La protection des droits humains dans et par le sport: obligations et responsabilités partagées
Recommandation 2297
(2025)
- Auteur(s) :
- Assemblée parlementaire
- Origine
- Discussion
par l’Assemblée le 25 juin 2025 (23e séance)
(voir Doc. 16196, rapport de la commission de la culture, de la science,
de l'éducation et des médias, rapporteur: M. Kim Valentin).

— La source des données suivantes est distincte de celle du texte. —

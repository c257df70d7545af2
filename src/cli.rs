// Copyright 2016-2019 Johannes Köster, David Lähnemann.
// Licensed under the GNU GPLv3 license (https://opensource.org/licenses/GPL-3.0)
// This file may not be copied, modified, or distributed
// except according to those terms.

use std::path::PathBuf;

use anyhow::Result;
use itertools::Itertools;
use structopt::StructOpt;
use strum::IntoEnumIterator;

use crate::variants::clustering::VariantClusterBuilder;
use crate::variants::table::csv::{write_table, CsvTableReader};
use crate::variants::table::progress::ProgressManager;
use crate::variants::table_cluster::VariantTableCluster;
use crate::variants::Decision;

#[derive(Debug, StructOpt, Serialize, Deserialize, Clone)]
#[structopt(
    name = "viper",
    about = "Inspect and curate structural variant calls from delimited call tables."
)]
pub enum Viper {
    #[structopt(
        name = "cluster",
        about = "Cluster a table of raw SV calls into deduplicated events and export the clustered view."
    )]
    Cluster {
        #[structopt(parse(from_os_str), help = "Delimited text file with raw SV calls.")]
        calls: PathBuf,
        #[structopt(
            parse(from_os_str),
            long,
            help = "File the clustered table shall be written to."
        )]
        output: PathBuf,
        #[structopt(
            long,
            default_value = "5",
            help = "Maximum distance in bp between corresponding breakpoints of two calls describing the same event."
        )]
        bp_tolerance: u64,
        #[structopt(
            long,
            default_value = ",",
            help = "Field delimiter of the call table."
        )]
        csv_delimiter: char,
        #[structopt(
            long,
            default_value = ";",
            help = "Delimiter separating the entries of multi-valued properties."
        )]
        collection_delimiter: char,
        #[structopt(
            parse(from_os_str),
            long,
            help = "Directory with saved review progress to apply to the clustered view."
        )]
        work_dir: Option<PathBuf>,
    },
    #[structopt(
        name = "import-progress",
        about = "Seed the review progress store from a call table whose decision column is already populated."
    )]
    ImportProgress {
        #[structopt(
            parse(from_os_str),
            help = "Delimited text file with calls and recorded decisions."
        )]
        calls: PathBuf,
        #[structopt(
            parse(from_os_str),
            help = "Directory the review progress shall be stored in."
        )]
        work_dir: PathBuf,
        #[structopt(
            long,
            default_value = "5",
            help = "Maximum distance in bp between corresponding breakpoints of two calls describing the same event."
        )]
        bp_tolerance: u64,
        #[structopt(
            long,
            default_value = ",",
            help = "Field delimiter of the call table."
        )]
        csv_delimiter: char,
        #[structopt(
            long,
            default_value = ";",
            help = "Delimiter separating the entries of multi-valued properties."
        )]
        collection_delimiter: char,
    },
}

pub fn run(opt: Viper) -> Result<()> {
    match opt {
        Viper::Cluster {
            calls,
            output,
            bp_tolerance,
            csv_delimiter,
            collection_delimiter,
            work_dir,
        } => {
            let reader = CsvTableReader::new(calls, csv_delimiter as u8, collection_delimiter);
            let table = reader.read_table()?;
            let n_calls = table.len();

            let cluster = VariantClusterBuilder::new(bp_tolerance).cluster(table)?;
            info!(
                "clustered {} calls into {} events",
                n_calls,
                cluster.clustered_table().len()
            );

            if let Some(work_dir) = work_dir {
                ProgressManager::new(work_dir).load_progress(&cluster)?;
                info!("applied saved decisions: {}", decision_tally(&cluster));
            }

            write_table(
                cluster.clustered_table(),
                &output,
                csv_delimiter as u8,
                collection_delimiter,
            )?;
            info!("wrote clustered table to {:?}", output);

            Ok(())
        }
        Viper::ImportProgress {
            calls,
            work_dir,
            bp_tolerance,
            csv_delimiter,
            collection_delimiter,
        } => {
            let reader = CsvTableReader::new(calls, csv_delimiter as u8, collection_delimiter);
            let table = reader.read_table()?;

            let cluster = VariantClusterBuilder::new(bp_tolerance).cluster(table)?;
            ProgressManager::new(work_dir).save_progress(&cluster)?;
            info!(
                "saved decisions for {} events: {}",
                cluster.clustered_table().len(),
                decision_tally(&cluster)
            );

            Ok(())
        }
    }
}

fn decision_tally(cluster: &VariantTableCluster) -> String {
    let decisions = cluster.clustered_table().decisions();
    Decision::iter()
        .map(|decision| {
            format!(
                "{}={}",
                decision,
                decisions.iter().filter(|&&d| d == decision).count()
            )
        })
        .join(", ")
}
// Copyright 2016-2019 Johannes Köster, David Lähnemann.
// Licensed under the GNU GPLv3 license (https://opensource.org/licenses/GPL-3.0)
// This file may not be copied, modified, or distributed
// except according to those terms.

use std::path::PathBuf;

use thiserror::Error;

#[derive(Error, Debug, PartialEq)]
pub enum Error {
    #[error("row index {index} is out of range for table with {size} rows")]
    OutOfRange { index: usize, size: usize },
    #[error("invalid row range {from}..{to} for table with {size} rows")]
    InvalidRange { from: usize, to: usize, size: usize },
    #[error("unknown column {name}")]
    UnknownColumn { name: String },
    #[error("column {name} cannot be modified after the table has been built")]
    ImmutableColumn { name: String },
    #[error("mandatory column {name} is missing from the given call table")]
    MissingColumn { name: String },
    #[error("invalid call record {row}: {column} value '{value}' cannot be interpreted as a breakpoint")]
    MalformedBreakpoint {
        row: usize,
        column: String,
        value: String,
    },
    #[error("invalid decision '{value}', expected one of unreviewed, accept, decline, maybe")]
    InvalidDecision { value: String },
    #[error("unable to read review progress from {path:?}: {msg}")]
    ProgressRead { path: PathBuf, msg: String },
    #[error("unable to write review progress to {path:?}: {msg}")]
    ProgressWrite { path: PathBuf, msg: String },
}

Texte adopté par l’Assemblée le
25 juin 2025 (23e séance).
1. L’Assemblée parlementaire rappelle
la
Résolution 2607 (2025) «La
protection des droits humains dans et par le sport: obligations
et responsabilités partagées», qui appelle à l’adoption de normes
contraignantes en matière de droits humains à tous les niveaux du
sport, afin en particulier de lutter contre les abus, la discrimination
et les inégalités entre les femmes et les hommes, et demande instamment
aux gouvernements et aux organisations sportives de renforcer la
protection, la transparence et la responsabilité, d’assurer une participation
inclusive et de prendre en compte les droits humains dans l’organisation
des grandes manifestations sportives.
2. Considérant qu’une approche coordonnée et multiparties prenantes
est essentielle pour parvenir à un changement durable, l’Assemblée
réaffirme le rôle unique que joue le Conseil de l’Europe dans la
promotion des droits humains, de la démocratie et de l’État de droit
dans et par le sport, notamment par le biais de ses conventions
sur le sport et de l’Accord partiel élargi sur le sport (APES).

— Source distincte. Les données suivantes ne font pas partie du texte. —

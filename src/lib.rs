// Copyright 2016-2019 Johannes Köster, David Lähnemann.
// Licensed under the GNU GPLv3 license (https://opensource.org/licenses/GPL-3.0)
// This file may not be copied, modified, or distributed
// except according to those terms.

#[macro_use]
extern crate serde_derive;
#[macro_use]
extern crate lazy_static;
#[macro_use]
extern crate derive_new;
#[macro_use]
extern crate getset;
#[macro_use]
extern crate strum_macros;
#[macro_use]
extern crate log;

pub mod cli;
pub mod errors;
pub mod variants;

3. Tout en saluant des initiatives telles que «Donnons de la
voix» et «Tous·tes ensemble», ainsi que les travaux de l’APES dans
le domaine du sport inclusif plus généralement, l’Assemblée demeure
préoccupée par les informations persistantes faisant état d’abus,
de discrimination et de violations des droits humains dans le sport,
qui touchent en particulier les enfants, les femmes et les groupes
marginalisés.
4. Afin d’aider les États membres du Conseil de l’Europe et les
organisations sportives à aligner la gouvernance sur les normes
relatives aux droits humains, l’Assemblée recommande au Comité des
Ministres:
4.1 de renforcer le
mandat et les ressources de l’APES pour promouvoir les droits humains
dans le sport, notamment en poursuivant l’élaboration d’orientations
sur la bonne gouvernance, les mesures de protection et les politiques
de lutte contre la discrimination;
4.2 de charger l’APES d’élaborer des dispositions types applicables
aux législations nationales et aux règlements sportifs visant à
prévenir les abus, à garantir des environnements sportifs sûrs et
à soutenir les victimes;
4.3 d’inviter l’APES à continuer de mettre au point des outils
techniques et des indicateurs pour contrôler le respect des normes
internationales en matière de droits humains et d’égalité de genre
à tous les niveaux du sport, en collaboration avec les autorités
nationales et la société civile;
4.4 d’encourager l’APES à œuvrer en collaboration avec les
partenaires internationaux, notamment l’Union européenne et les
agences des Nations Unies, à la définition et à la promotion d’un
code international pour un sport sûr;
4.5 de demander à l’APES d’aider les États membres et les
organisations sportives à réaliser des évaluations des risques pour
les droits humains dans le cadre des grandes manifestations sportives,
de donner des conseils sur l’intégration de conditions en matière
de droits humains dans les processus de candidature et d’organisation,
et de faciliter le dialogue interrégional, en particulier avec les
économies émergentes et les pays à faible revenu.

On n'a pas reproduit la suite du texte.